The Rehabilitation Research Laboratory, which will be operated in partnership with the B.C. Rehabilitation Society, will open at G.F. Strong Centre by September.
The lab will look at biological, behavioural and social issues that could lead to better evaluation and treatments for people with impairments and disabilities.
One of its major aims will be to foster collaboration between clinicians and scientists through mentoring programs, seminars, workshops and programs for visiting scientists and clinicians. Several faculty members will be based there.
"Our goal is not just to conduct research, but to nurture a research environment for rehabilitation that integrates expertise ranging from basic science to clinical evaluation," said school director Prof. Angelo Belcastro.
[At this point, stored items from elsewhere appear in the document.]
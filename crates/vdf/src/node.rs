//! Arena slot storage for a single node.

use crate::value::Value;

/// Handle to a node inside a [`Document`](crate::Document).
///
/// Handles are only meaningful for the document that issued them.
#[derive(Debug, Clone, Copy, PartialEq, Eq, Hash, PartialOrd, Ord)]
pub struct NodeId(pub(crate) u32);

impl NodeId {
    /// Position of the node in its document's arena.
    pub fn index(self) -> usize {
        self.0 as usize
    }
}

/// How a key or value token was written in the source text.
///
/// Raw bytes are kept only when re-rendering the decoded text would not
/// reproduce them.
#[derive(Debug, Clone, PartialEq, Eq)]
pub(crate) enum Quoting {
    /// Bare. Holds the source bytes when they were not valid UTF-8.
    Bare(Option<Vec<u8>>),
    /// Quoted. Holds the raw bytes between the quotes when canonical escaping
    /// of the decoded text would not reproduce them (e.g. `\'` written as `'`).
    Quoted(Option<Vec<u8>>),
}

impl Default for Quoting {
    fn default() -> Self {
        Quoting::Quoted(None)
    }
}

/// Source bytes surrounding a node that was parsed from text.
///
/// Leaf layout: `before key between value condition [cond] after`.
/// Interior layout: `before key condition [cond] between children after`.
#[derive(Debug, Clone, Default, PartialEq, Eq)]
pub(crate) struct Formatting {
    pub(crate) before: Vec<u8>,
    pub(crate) key: Quoting,
    pub(crate) between: Vec<u8>,
    pub(crate) value: Quoting,
    pub(crate) condition: Vec<u8>,
    /// Source bytes between the brackets of a parsed conditional, kept even
    /// for an empty `[]`.
    pub(crate) condition_src: Option<Vec<u8>>,
    pub(crate) after: Vec<u8>,
}

impl Formatting {
    /// Rewrites separators after a leaf gained children.
    pub(crate) fn leaf_to_interior(&mut self) {
        self.between.extend_from_slice(b"\n{\n");
        self.after.extend_from_slice(b"\n}\n");
    }

    /// Rewrites separators after an interior node became a leaf.
    pub(crate) fn interior_to_leaf(&mut self) {
        self.between = b" ".to_vec();
        self.value = Quoting::default();
        self.after = b"\n".to_vec();
    }
}

#[derive(Debug, Clone)]
pub(crate) struct NodeData {
    pub(crate) name: String,
    pub(crate) condition: String,
    pub(crate) value: Value,
    pub(crate) parent: Option<NodeId>,
    pub(crate) prev: Option<NodeId>,
    pub(crate) next: Option<NodeId>,
    pub(crate) first: Option<NodeId>,
    pub(crate) last: Option<NodeId>,
    pub(crate) format: Option<Box<Formatting>>,
}

impl NodeData {
    pub(crate) const EMPTY: NodeData = NodeData {
        name: String::new(),
        condition: String::new(),
        value: Value::None,
        parent: None,
        prev: None,
        next: None,
        first: None,
        last: None,
        format: None,
    };

    pub(crate) fn new(name: String) -> Self {
        Self {
            name,
            ..Self::EMPTY
        }
    }
}

/// Target of every read through an absent node reference.
pub(crate) static EMPTY_NODE: NodeData = NodeData::EMPTY;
The lab is also part of a strategy of community outreach, which is viewed as a crucial role given the school's status as the only accredited rehabilitation school in the province, he said.
The School of Rehabilitation Sciences educates health professionals in occupational therapy and physical therapy and advances the science of rehabilitation through research and teaching.
"With a core faculty linked between two major rehabilitation institutes, we will be reaching out to the province to create a network of partners. That's the really exciting part," Belcastro said.
The project will cost $750,000, with the School of Rehabilitation Sciences providing equipment, personnel and expertise for the new lab while the B.C. Rehabilitation Foundation funds its construction.
The facility will house offices and labs for graduate students and fellows, seminar/interviews rooms, and observation rooms.
The new faculty members who will be based at the Rehabilitation Research Lab are:
* Assoc. Prof. Anne Carswell, whose research interests are focused on the health of older adults with disabilities.
* Asst. Prof. Janice Eng, whose research examines the effects of aging and neurological conditions such as Parkinson's disease and stroke on functional movement.
* Asst. Prof. Donna MacIntyre, who is interested in learning more about effective exercise programs for patients who have been on bedrest, or are inactive because of a disease or condition and who have muscle atrophy.
Another new faculty member, Asst. Prof. Darlene Redenbach, has joined the muscle-injury focus group in the school.
The new professors bring the number of faculty in the expanding school to 20 full-time. Grad student enrolment is up too. In its third year of operation, the graduate study program has 15 master's candidates and three interdisciplinary PhD candidates enrolled.